How to complete this task
Output the records exactly. Include every line.

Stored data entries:
· · · ·
impl Session {
    pub fn new(client_id: impl Into<String>, clean_session: bool) -> Self {
        Self {
            client_id: client_id.into(),
            clean_session,
            keep_alive: 0,
            will: None,
            subscriptions: HashMap::new(),
            last_seen: Instant::now(),
            pid_alloc: PacketIdAllocator::new(),
            outbound: VecDeque::new(),
            inbound_qos2: HashSet::new(),
            queued: VecDeque::new(),
            queued_dropped: 0,
            connected: None,
        }
    }

    pub fn is_connected(&self) -> bool {
        self.connected.is_some()
    }

    pub(crate) fn attach(&mut self, handle: ConnectedHandle) {
        self.connected = Some(handle);
        self.last_seen = Instant::now();
    }

    pub(crate) fn detach(&mut self) {
        self.connected = None;
        self.last_seen = Instant::now();
    }

    /// Start an outbound QoS > 0 flow; returns the allocated packet id,
    /// or `None` for QoS 0 (no state retained).
    pub fn begin_publish(&mut self, msg: &Message) -> Result<Option<u16>> {
        if msg.qos == QoS::AtMostOnce {
            return Ok(None);
        }
        let pid = self
            .pid_alloc
            .allocate()
            .ok_or(Error::QueueOverflow)?;
        let stage = match msg.qos {
            QoS::AtLeastOnce => OutboundStage::WaitPuback,
            QoS::ExactlyOnce => OutboundStage::WaitPubrec,
            QoS::AtMostOnce => unreachable!(),
        };
        self.outbound.push_back(OutboundInflight {
            pid,
            msg: msg.clone(),
            stage,
            sent_at: Instant::now(),
            resend_count: 0,
        });
        Ok(Some(pid))
    }

    /// PUBACK received: complete a QoS 1 flow. Returns false for an
    /// unknown packet id.
    pub fn on_puback(&mut self, pid: u16) -> bool {
        let Some(pos) = self
            .outbound
            .iter()
            .position(|i| i.pid == pid && i.stage == OutboundStage::WaitPuback)
        else {
            return false;
        };
        self.outbound.remove(pos);
        self.pid_alloc.release(pid);
        true
    }

    /// PUBREC received: advance a QoS 2 flow to PUBREL. Returns true when
    /// a PUBREL should be sent (also for a duplicate PUBREC).
    pub fn on_pubrec(&mut self, pid: u16) -> bool {
        match self.outbound.iter_mut().find(|i| i.pid == pid) {
            Some(inflight) if inflight.stage == OutboundStage::WaitPubrec => {
                inflight.stage = OutboundStage::WaitPubcomp;
                inflight.sent_at = Instant::now();
                true
            }
            // Duplicate PUBREC while awaiting PUBCOMP: re-send PUBREL.
            Some(inflight) if inflight.stage == OutboundStage::WaitPubcomp => true,
            _ => false,
        }
    }

    /// PUBCOMP received: complete a QoS 2 flow.
    pub fn on_pubcomp(&mut self, pid: u16) -> bool {
        let Some(pos) = self
            .outbound
            .iter()
            .position(|i| i.pid == pid && i.stage == OutboundStage::WaitPubcomp)
        else {
            return false;
        };
        self.outbound.remove(pos);
        self.pid_alloc.release(pid);
        true
    }

    /// Retransmission plan on reattach: PUBRELs first (draining
    /// half-completed QoS 2 flows), then PUBLISHes with dup=1, each group
    /// in original send order.
    pub fn resend_plan(&mut self) -> Vec<Resend> {
        let mut plan = Vec::with_capacity(self.outbound.len());
        for inflight in &self.outbound {
            if inflight.stage == OutboundStage::WaitPubcomp {
                plan.push(Resend::PubRel { pid: inflight.pid });
            }
        }
        for inflight in &mut self.outbound {
            if inflight.stage != OutboundStage::WaitPubcomp {
                inflight.resend_count += 1;
                inflight.sent_at = Instant::now();
                plan.push(Resend::Publish {
                    pid: inflight.pid,
                    msg: inflight.msg.clone(),
                    dup: true,
                });
            }
        }
        plan
    }

    pub fn inflight_count(&self) -> usize {
        self.outbound.len()
    }

    /// Inbound QoS 2 PUBLISH: returns true when this packet id is new and
    /// the message must be routed (exactly once); false for a duplicate.
    pub fn register_inbound(&mut self, pid: u16) -> bool {
        self.inbound_qos2.insert(pid)
    }

    /// Inbound PUBREL: forget the packet id. Returns whether it was known.
    pub fn release_inbound(&mut self, pid: u16) -> bool {
        self.inbound_qos2.remove(&pid)
    }

    /// Queue a message for a detached persistent session, bounded by
    /// `cap`; the oldest message is dropped on overflow.
    pub fn queue_message(&mut self, msg: Message, cap: usize) {
        if cap > 0 && self.queued.len() >= cap {
            self.queued.pop_front();
            self.queued_dropped += 1;
            debug!(
                client_id = %self.client_id,
                dropped = self.queued_dropped,
                "offline queue full, dropped oldest"
            );
        }
        self.queued.push_back(msg);
    }

    /// Take all queued messages for replay.
    pub fn drain_queued(&mut self) -> VecDeque<Message> {
        std::mem::take(&mut self.queued)
    }

    pub fn queued_count(&self) -> usize {
        self.queued.len()
    }

    pub fn queued_dropped(&self) -> u64 {
        self.queued_dropped
    }
}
· · · ·
Answer space
impl Session {
    pub fn new(client_id: impl Into<String>, clean_session: bool) -> Self {
        Self {
            client_id: client_id.into(),
            clean_session,
            keep_alive: 0,
            will: None,
            subscriptions: HashMap::new(),
            last_seen: Instant::now(),
            pid_alloc: PacketIdAllocator::new(),
            outbound: VecDeque::new(),
            inbound_qos2: HashSet::new(),
            queued: VecDeque::new(),
            queued_dropped: 0,
            connected: None,
        }
    }

    pub fn is_connected(&self) -> bool {
        self.connected.is_some()
    }

    pub(crate) fn attach(&mut self, handle: ConnectedHandle) {
        self.connected = Some(handle);
        self.last_seen = Instant::now();
    }

    pub(crate) fn detach(&mut self) {
        self.connected = None;
        self.last_seen = Instant::now();
    }

    /// Start an outbound QoS > 0 flow; returns the allocated packet id,
    /// or `None` for QoS 0 (no state retained).
    pub fn begin_publish(&mut self, msg: &Message) -> Result<Option<u16>> {
        if msg.qos == QoS::AtMostOnce {
            return Ok(None);
        }
        let pid = self
            .pid_alloc
            .allocate()
            .ok_or(Error::QueueOverflow)?;
        let stage = match msg.qos {
            QoS::AtLeastOnce => OutboundStage::WaitPuback,
            QoS::ExactlyOnce => OutboundStage::WaitPubrec,
            QoS::AtMostOnce => unreachable!(),
        };
        self.outbound.push_back(OutboundInflight {
            pid,
            msg: msg.clone(),
            stage,
            sent_at: Instant::now(),
            resend_count: 0,
        });
        Ok(Some(pid))
    }

    /// PUBACK received: complete a QoS 1 flow. Returns false for an
    /// unknown packet id.
    pub fn on_puback(&mut self, pid: u16) -> bool {
        let Some(pos) = self
            .outbound
            .iter()
            .position(|i| i.pid == pid && i.stage == OutboundStage::WaitPuback)
        else {
            return false;
        };
        self.outbound.remove(pos);
        self.pid_alloc.release(pid);
        true
    }

    /// PUBREC received: advance a QoS 2 flow to PUBREL. Returns true when
    /// a PUBREL should be sent (also for a duplicate PUBREC).
    pub fn on_pubrec(&mut self, pid: u16) -> bool {
        match self.outbound.iter_mut().find(|i| i.pid == pid) {
            Some(inflight) if inflight.stage == OutboundStage::WaitPubrec => {
                inflight.stage = OutboundStage::WaitPubcomp;
                inflight.sent_at = Instant::now();
                true
            }
            // Duplicate PUBREC while awaiting PUBCOMP: re-send PUBREL.
            Some(inflight) if inflight.stage == OutboundStage::WaitPubcomp => true,
            _ => false,
        }
    }

    /// PUBCOMP received: complete a QoS 2 flow.
    pub fn on_pubcomp(&mut self, pid: u16) -> bool {
        let Some(pos) = self
            .outbound
            .iter()
            .position(|i| i.pid == pid && i.stage == OutboundStage::WaitPubcomp)
        else {
            return false;
        };
        self.outbound.remove(pos);
        self.pid_alloc.release(pid);
        true
    }

    /// Retransmission plan on reattach: PUBRELs first (draining
    /// half-completed QoS 2 flows), then PUBLISHes with dup=1, each group
    /// in original send order.
    pub fn resend_plan(&mut self) -> Vec<Resend> {
        let mut plan = Vec::with_capacity(self.outbound.len());
        for inflight in &self.outbound {
            if inflight.stage == OutboundStage::WaitPubcomp {
                plan.push(Resend::PubRel { pid: inflight.pid });
            }
        }
        for inflight in &mut self.outbound {
            if inflight.stage != OutboundStage::WaitPubcomp {
                inflight.resend_count += 1;
                inflight.sent_at = Instant::now();
                plan.push(Resend::Publish {
                    pid: inflight.pid,
                    msg: inflight.msg.clone(),
                    dup: true,
                });
            }
        }
        plan
    }

    pub fn inflight_count(&self) -> usize {
        self.outbound.len()
    }

    /// Inbound QoS 2 PUBLISH: returns true when this packet id is new and
    /// the message must be routed (exactly once); false for a duplicate.
    pub fn register_inbound(&mut self, pid: u16) -> bool {
        self.inbound_qos2.insert(pid)
    }

    /// Inbound PUBREL: forget the packet id. Returns whether it was known.
    pub fn release_inbound(&mut self, pid: u16) -> bool {
        self.inbound_qos2.remove(&pid)
    }

    /// Queue a message for a detached persistent session, bounded by
    /// `cap`; the oldest message is dropped on overflow.
    pub fn queue_message(&mut self, msg: Message, cap: usize) {
        if cap > 0 && self.queued.len() >= cap {
            self.queued.pop_front();
            self.queued_dropped += 1;
            debug!(
                client_id = %self.client_id,
                dropped = self.queued_dropped,
                "offline queue full, dropped oldest"
            );
        }
        self.queued.push_back(msg);
    }

    /// Take all queued messages for replay.
    pub fn drain_queued(&mut self) -> VecDeque<Message> {
        std::mem::take(&mut self.queued)
    }

    pub fn queued_count(&self) -> usize {
        self.queued.len()
    }

    pub fn queued_dropped(&self) -> u64 {
        self.queued_dropped
    }
}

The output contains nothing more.